Excerpts from a dataset:
■ ■ ■ ■

use axum::{Extension, extract::State, response::IntoResponse};
use serde_json::json;
use tracing::debug;

use orderhub_db::orders::OrderScope;
use orderhub_types::api::{
    BasketItemsRequest, BasketQuantityUpdate, Claims, DeleteItemsRequest, NewBasketItem,
};

use crate::error::AppError;
use crate::extract::Json;
use crate::{AppState, blocking, views};

/// The caller's basket as a list of zero or one order.
pub async fn get_basket(
    State(state): State<AppState>,
    Extension(claims): Extension<Claims>,
) -> Result<impl IntoResponse, AppError> {
    let user_id = claims.sub;
    let orders = blocking(&state, move |s| {
        Ok(views::load_orders(&s.db, OrderScope::Basket { user_id })?)
    })
    .await?;

    Ok(Json(orders))
}

pub async fn add_items(
    State(state): State<AppState>,
    Extension(claims): Extension<Claims>,
    Json(req): Json<BasketItemsRequest<NewBasketItem>>,
) -> Result<impl IntoResponse, AppError> {
    let items = req.items.into_items().map_err(|_| AppError::InvalidArguments)?;
    if items.is_empty() {
        return Err(AppError::InvalidArguments);
    }
    check_quantities(items.iter().map(|i| i.quantity))?;

    let user_id = claims.sub;
    let created = blocking(&state, move |s| {
        for item in &items {
            match s.db.product_info_shop_open(item.product_info)? {
                Some(true) => {}
                Some(false) => {
                    return Err(AppError::BadRequest(format!(
                        "Product {} is from a shop that is not accepting orders",
                        item.product_info
                    )));
                }
                None => return Err(AppError::NotFound(format!("Product {} not found", item.product_info))),
            }
        }

        let basket_id = s.db.get_or_create_basket(user_id)?;
        let lines: Vec<(i64, i64)> = items.iter().map(|i| (i.product_info, i.quantity)).collect();
        s.db.add_basket_items(basket_id, &lines).map_err(AppError::from_db)
    })
    .await?;

    debug!("User {} added {} basket lines", user_id, created);
    Ok(Json(json!({ "status": true, "objects_created": created })))
}

pub async fn update_items(
    State(state): State<AppState>,
    Extension(claims): Extension<Claims>,
    Json(req): Json<BasketItemsRequest<BasketQuantityUpdate>>,
) -> Result<impl IntoResponse, AppError> {
    let updates = req.items.into_items().map_err(|_| AppError::InvalidArguments)?;
    if updates.is_empty() {
        return Err(AppError::InvalidArguments);
    }
    check_quantities(updates.iter().map(|u| u.quantity))?;

    let user_id = claims.sub;
    let updated = blocking(&state, move |s| {
        let Some(basket_id) = s.db.find_basket(user_id)? else {
            return Ok(0);
        };
        let pairs: Vec<(i64, i64)> = updates.iter().map(|u| (u.id, u.quantity)).collect();
        Ok(s.db.update_basket_quantities(basket_id, &pairs)?)
    })
    .await?;

    Ok(Json(json!({ "status": true, "objects_updated": updated })))
}

pub async fn delete_items(
    State(state): State<AppState>,
    Extension(claims): Extension<Claims>,
    Json(req): Json<DeleteItemsRequest>,
) -> Result<impl IntoResponse, AppError> {
    let ids = req.ids();
    if ids.is_empty() {
        return Err(AppError::InvalidArguments);
    }

    let user_id = claims.sub;
    let deleted = blocking(&state, move |s| {
        let Some(basket_id) = s.db.find_basket(user_id)? else {
            return Ok(0);
        };
        Ok(s.db.delete_basket_items(basket_id, &ids)?)
    })
    .await?;

    Ok(Json(json!({ "status": true, "deleted_count": deleted })))
}

/// Largest quantity a single basket line may hold.
const MAX_QUANTITY: i64 = u32::MAX as i64;

fn check_quantities(quantities: impl Iterator<Item = i64>) -> Result<(), AppError> {
    for q in quantities {
        if q < 1 {
            return Err(AppError::field("quantity", "Ensure this value is greater than or equal to 1."));
        }
        if q > MAX_QUANTITY {
            return Err(AppError::field(
                "quantity",
                format!("Ensure this value is less than or equal to {}.", MAX_QUANTITY),
            ));
        }
    }
    Ok(())
}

■ ■ ■ ■

Nothing but the lines from the one containing "for q in quantities" through the final line of the data above is to be reproduced, each exactly as written.

*EXERCISE ANSWER*
    for q in quantities {
        if q < 1 {
            return Err(AppError::field("quantity", "Ensure this value is greater than or equal to 1."));
        }
        if q > MAX_QUANTITY {
            return Err(AppError::field(
                "quantity",
                format!("Ensure this value is less than or equal to {}.", MAX_QUANTITY),
            ));
        }
    }
    Ok(())
}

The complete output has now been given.